The Bureau of Alcohol, Tobacco, Firearms and Explosives (ATF), a federal agency, began reviewing its stance on these detachable stocks following the Las Vegas shooting on January 1er October 2017, which left 58 dead and more than 500 injured.

Twelve of the rifles used by the perpetrator of the killing were equipped with it, allowing him to fire at a rate of up to 9 bullets per second.

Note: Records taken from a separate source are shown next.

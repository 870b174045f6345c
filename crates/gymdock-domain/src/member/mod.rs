use chrono::{DateTime, Utc};
use serde::{Deserialize, Serialize};

use crate::shared::{CheckInId, DomainError, MemberId};

/// A registered member as the backend knows it.
#[derive(Debug, Clone, PartialEq, Eq, Serialize, Deserialize)]
pub struct MemberProfile {
    pub id: MemberId,
    /// Code printed on the member's tag (NFC/QR)
    pub member_code: String,
    pub name: String,
    pub active: bool,
    pub created_at: Option<DateTime<Utc>>,
}

/// Registration input from the kiosk form.
#[derive(Debug, Clone, PartialEq, Eq, Serialize, Deserialize)]
pub struct NewMember {
    member_code: String,
    name: String,
    active: bool,
}

impl NewMember {
    pub fn new(member_code: &str, name: &str) -> Result<Self, DomainError> {
        let member_code = member_code.trim();
        let name = name.trim();

        if member_code.is_empty() {
            return Err(DomainError::Validation(
                "Member code cannot be empty".to_string(),
            ));
        }
        if name.is_empty() {
            return Err(DomainError::Validation(
                "Member name cannot be empty".to_string(),
            ));
        }
        if name.chars().count() > 100 {
            return Err(DomainError::Validation(
                "Member name cannot exceed 100 characters".to_string(),
            ));
        }

        Ok(Self {
            member_code: member_code.to_string(),
            name: name.to_string(),
            active: true,
        })
    }

    pub fn member_code(&self) -> &str {
        &self.member_code
    }

    pub fn name(&self) -> &str {
        &self.name
    }

    pub fn active(&self) -> bool {
        self.active
    }
}

/// Profile edit from the stats page.
#[derive(Debug, Clone, PartialEq, Eq, Serialize, Deserialize)]
pub struct MemberProfileUpdate {
    name: String,
    email: String,
}

impl MemberProfileUpdate {
    pub fn new(name: &str, email: &str) -> Result<Self, DomainError> {
        let name = name.trim();
        let email = email.trim();

        if name.is_empty() {
            return Err(DomainError::Validation(
                "Member name cannot be empty".to_string(),
            ));
        }
        match email.split_once('@') {
            Some((local, domain)) if !local.is_empty() && !domain.is_empty() => {}
            _ => {
                return Err(DomainError::Validation(format!(
                    "Invalid email address: {}",
                    email
                )))
            }
        }

        Ok(Self {
            name: name.to_string(),
            email: email.to_string(),
        })
    }

    pub fn name(&self) -> &str {
        &self.name
    }

    pub fn email(&self) -> &str {
        &self.email
    }
}

/// Acknowledgement of a single check-in.
#[derive(Debug, Clone, PartialEq, Eq, Serialize, Deserialize)]
pub struct CheckInReceipt {
    pub id: CheckInId,
    pub member_id: MemberId,
    pub timestamp: DateTime<Utc>,
}
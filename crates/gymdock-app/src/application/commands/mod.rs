pub mod command_handler;
pub mod family_commands;
pub mod handlers;
pub mod member_commands;

pub use command_handler::{Command, CommandHandler};
pub use family_commands::*;
pub use member_commands::*;
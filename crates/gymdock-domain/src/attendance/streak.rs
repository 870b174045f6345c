use std::collections::BTreeSet;

use chrono::{DateTime, NaiveDate, Utc};
use log::warn;
use serde::{Deserialize, Serialize};

use crate::clock::ZoneCalendar;

/// Current and best run of consecutive local days with a check-in.
///
/// Invariant: `current <= highest`.
#[derive(Debug, Clone, Copy, PartialEq, Eq, Default, Serialize, Deserialize)]
pub struct StreakStats {
    current: u32,
    highest: u32,
}

impl StreakStats {
    /// Accept a streak pair from an untrusted source.
    ///
    /// A current run longer than the best run is impossible, so `highest` is
    /// raised to `current` and the contradiction is logged.
    pub fn reconciled(current: u32, highest: u32) -> Self {
        if current > highest {
            warn!(
                "[stats] current streak exceeds highest streak current={} highest={}, clamping",
                current, highest
            );
            return Self {
                current,
                highest: current,
            };
        }
        Self { current, highest }
    }

    pub fn current(&self) -> u32 {
        self.current
    }

    pub fn highest(&self) -> u32 {
        self.highest
    }
}

/// Full result of a streak walk over a member's history.
#[derive(Debug, Clone, PartialEq, Eq)]
pub struct StreakComputation {
    pub current_streak: u32,
    pub highest_streak: u32,
    pub total_check_in_days: u32,
    pub last_check_in_date: Option<NaiveDate>,
}

impl StreakComputation {
    pub fn stats(&self) -> StreakStats {
        StreakStats::reconciled(self.current_streak, self.highest_streak)
    }
}

/// Compute streaks from raw check-in instants.
///
/// Days are local to `calendar`; several check-ins on one day count once and
/// check-ins after `today` are ignored. The current streak is the run ending
/// on the latest check-in day, and it is still alive only if that day is
/// today or yesterday (today's visit may simply not have happened yet).
pub fn compute_streaks<I>(
    timestamps: I,
    today: NaiveDate,
    calendar: &ZoneCalendar,
) -> StreakComputation
where
    I: IntoIterator<Item = DateTime<Utc>>,
{
    let days: BTreeSet<NaiveDate> = timestamps
        .into_iter()
        .map(|instant| calendar.local_date(instant))
        .filter(|date| *date <= today)
        .collect();

    let mut run = 0u32;
    let mut highest_streak = 0u32;
    let mut last_check_in_date: Option<NaiveDate> = None;

    for date in &days {
        run = match last_check_in_date {
            Some(prev) if (*date - prev).num_days() == 1 => run + 1,
            _ => 1,
        };
        highest_streak = highest_streak.max(run);
        last_check_in_date = Some(*date);
    }

    let current_streak = match last_check_in_date {
        Some(last) if (today - last).num_days() <= 1 => run,
        _ => 0,
    };

    StreakComputation {
        current_streak,
        highest_streak,
        total_check_in_days: days.len() as u32,
        last_check_in_date,
    }
}
use std::time::Duration;

use super::KioskConfig;

/// Durations used by the HTTP client and the background pollers
#[derive(Debug, Clone, PartialEq, Eq)]
pub struct TimeoutConfig {
    /// Whole-request timeout for a single backend call
    pub http_request: Duration,

    /// TCP connect timeout
    pub http_connect: Duration,

    /// Interval of the admin "today" poller
    pub poll_interval: Duration,
}

impl Default for TimeoutConfig {
    fn default() -> Self {
        Self {
            http_request: Duration::from_secs(30),
            http_connect: Duration::from_secs(5),
            poll_interval: Duration::from_millis(3500),
        }
    }
}

impl From<&KioskConfig> for TimeoutConfig {
    fn from(config: &KioskConfig) -> Self {
        Self {
            http_request: Duration::from_secs(config.api.timeout_secs),
            poll_interval: Duration::from_millis(config.admin.poll_interval_ms),
            ..Self::default()
        }
    }
}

The ATF announced in December 2018 that it would now consider “bump stocks” as machine guns, the possession of which is illegal, ordering the holders to destroy them or return them to the authorities within 90 days.

At the same time, the administration of Republican President Donald Trump committed to banning “bump stocks” after a killing in a Florida school (17 dead on February 14, 2018).

Following conflicting decisions by federal courts on the legality of this characterization by the ATF, the Supreme Court agreed to examine the question, at the request of the Department of Justice of the Democratic administration and a seller of weapons.

Furthermore, for the first time since a judgment in June 2022, the nine judges of the Court will hold a hearing next week on the limits of the right to bear arms, a particularly serious question in the United States.

They will have to arbitrate between their interpretation of this right enshrined in the Second Amendment of the Constitution and a federal law prohibiting people subject to a removal order for domestic violence from possessing a weapon.